Examine each line of the data, and copy the ones containing "Ordering".
START Provided records
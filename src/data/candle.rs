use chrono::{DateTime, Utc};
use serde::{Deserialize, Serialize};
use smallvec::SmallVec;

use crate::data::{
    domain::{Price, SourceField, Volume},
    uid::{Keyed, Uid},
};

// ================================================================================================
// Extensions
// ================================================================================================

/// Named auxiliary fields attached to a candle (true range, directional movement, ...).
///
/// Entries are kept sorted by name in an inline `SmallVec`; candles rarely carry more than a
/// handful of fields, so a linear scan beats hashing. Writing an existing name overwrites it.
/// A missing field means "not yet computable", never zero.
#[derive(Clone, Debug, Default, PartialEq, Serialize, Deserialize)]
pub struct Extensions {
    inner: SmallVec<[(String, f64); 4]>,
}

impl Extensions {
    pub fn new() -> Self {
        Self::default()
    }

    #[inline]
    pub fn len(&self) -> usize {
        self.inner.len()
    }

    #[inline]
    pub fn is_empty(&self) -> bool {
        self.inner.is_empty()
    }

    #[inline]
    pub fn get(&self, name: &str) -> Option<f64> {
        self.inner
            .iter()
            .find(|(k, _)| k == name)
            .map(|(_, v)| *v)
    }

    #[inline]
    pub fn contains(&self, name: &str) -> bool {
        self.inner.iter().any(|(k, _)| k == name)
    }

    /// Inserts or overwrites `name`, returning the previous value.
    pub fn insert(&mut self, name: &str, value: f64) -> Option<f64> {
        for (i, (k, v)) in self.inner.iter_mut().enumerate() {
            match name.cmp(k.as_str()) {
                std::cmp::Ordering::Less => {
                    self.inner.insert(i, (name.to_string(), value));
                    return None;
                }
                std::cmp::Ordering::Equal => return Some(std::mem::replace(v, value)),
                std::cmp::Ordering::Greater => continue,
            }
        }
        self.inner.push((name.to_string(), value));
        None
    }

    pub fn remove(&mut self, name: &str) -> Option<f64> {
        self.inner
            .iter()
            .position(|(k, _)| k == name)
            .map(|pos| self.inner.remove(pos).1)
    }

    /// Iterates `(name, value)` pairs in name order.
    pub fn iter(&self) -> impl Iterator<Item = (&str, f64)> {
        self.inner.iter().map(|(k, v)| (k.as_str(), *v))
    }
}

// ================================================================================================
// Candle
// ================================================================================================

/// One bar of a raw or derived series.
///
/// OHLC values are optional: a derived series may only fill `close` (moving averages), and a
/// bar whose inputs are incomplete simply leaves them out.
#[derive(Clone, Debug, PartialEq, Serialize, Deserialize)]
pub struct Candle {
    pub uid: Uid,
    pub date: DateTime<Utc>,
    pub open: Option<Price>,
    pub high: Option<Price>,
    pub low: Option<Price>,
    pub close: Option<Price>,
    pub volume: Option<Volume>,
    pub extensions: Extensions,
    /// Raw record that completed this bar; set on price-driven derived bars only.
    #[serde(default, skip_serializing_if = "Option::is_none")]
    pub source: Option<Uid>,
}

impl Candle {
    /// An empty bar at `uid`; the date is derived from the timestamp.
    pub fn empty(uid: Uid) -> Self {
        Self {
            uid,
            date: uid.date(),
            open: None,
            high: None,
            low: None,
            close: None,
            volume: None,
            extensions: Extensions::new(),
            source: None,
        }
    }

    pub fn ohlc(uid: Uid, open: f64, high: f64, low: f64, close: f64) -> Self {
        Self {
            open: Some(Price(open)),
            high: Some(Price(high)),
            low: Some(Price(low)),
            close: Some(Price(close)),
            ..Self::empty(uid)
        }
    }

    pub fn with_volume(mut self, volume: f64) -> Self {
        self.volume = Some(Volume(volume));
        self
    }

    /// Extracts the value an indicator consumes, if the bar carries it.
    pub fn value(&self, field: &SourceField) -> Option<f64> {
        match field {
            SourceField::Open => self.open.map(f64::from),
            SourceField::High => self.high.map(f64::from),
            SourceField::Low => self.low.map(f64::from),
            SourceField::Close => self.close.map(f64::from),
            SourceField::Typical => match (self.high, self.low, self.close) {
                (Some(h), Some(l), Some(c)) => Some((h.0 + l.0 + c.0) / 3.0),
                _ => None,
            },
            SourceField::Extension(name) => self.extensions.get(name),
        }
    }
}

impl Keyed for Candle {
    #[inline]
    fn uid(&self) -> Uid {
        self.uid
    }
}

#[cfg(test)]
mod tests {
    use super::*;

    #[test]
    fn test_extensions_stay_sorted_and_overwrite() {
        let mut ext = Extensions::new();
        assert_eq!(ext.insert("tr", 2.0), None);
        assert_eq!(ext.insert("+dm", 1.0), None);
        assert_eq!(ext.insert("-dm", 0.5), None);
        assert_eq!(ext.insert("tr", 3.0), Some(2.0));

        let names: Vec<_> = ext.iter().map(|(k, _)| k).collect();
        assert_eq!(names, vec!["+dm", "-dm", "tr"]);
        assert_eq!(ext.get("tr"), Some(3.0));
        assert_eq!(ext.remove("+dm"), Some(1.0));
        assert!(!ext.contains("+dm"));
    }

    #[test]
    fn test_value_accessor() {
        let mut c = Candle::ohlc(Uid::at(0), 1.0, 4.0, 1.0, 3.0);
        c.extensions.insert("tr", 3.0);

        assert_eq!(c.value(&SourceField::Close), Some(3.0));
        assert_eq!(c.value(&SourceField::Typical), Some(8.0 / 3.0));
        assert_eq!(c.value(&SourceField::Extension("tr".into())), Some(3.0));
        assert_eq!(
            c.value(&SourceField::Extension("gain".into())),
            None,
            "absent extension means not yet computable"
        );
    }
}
END Provided records
**Result below:**
                std::cmp::Ordering::Less => {
                std::cmp::Ordering::Equal => return Some(std::mem::replace(v, value)),
                std::cmp::Ordering::Greater => continue,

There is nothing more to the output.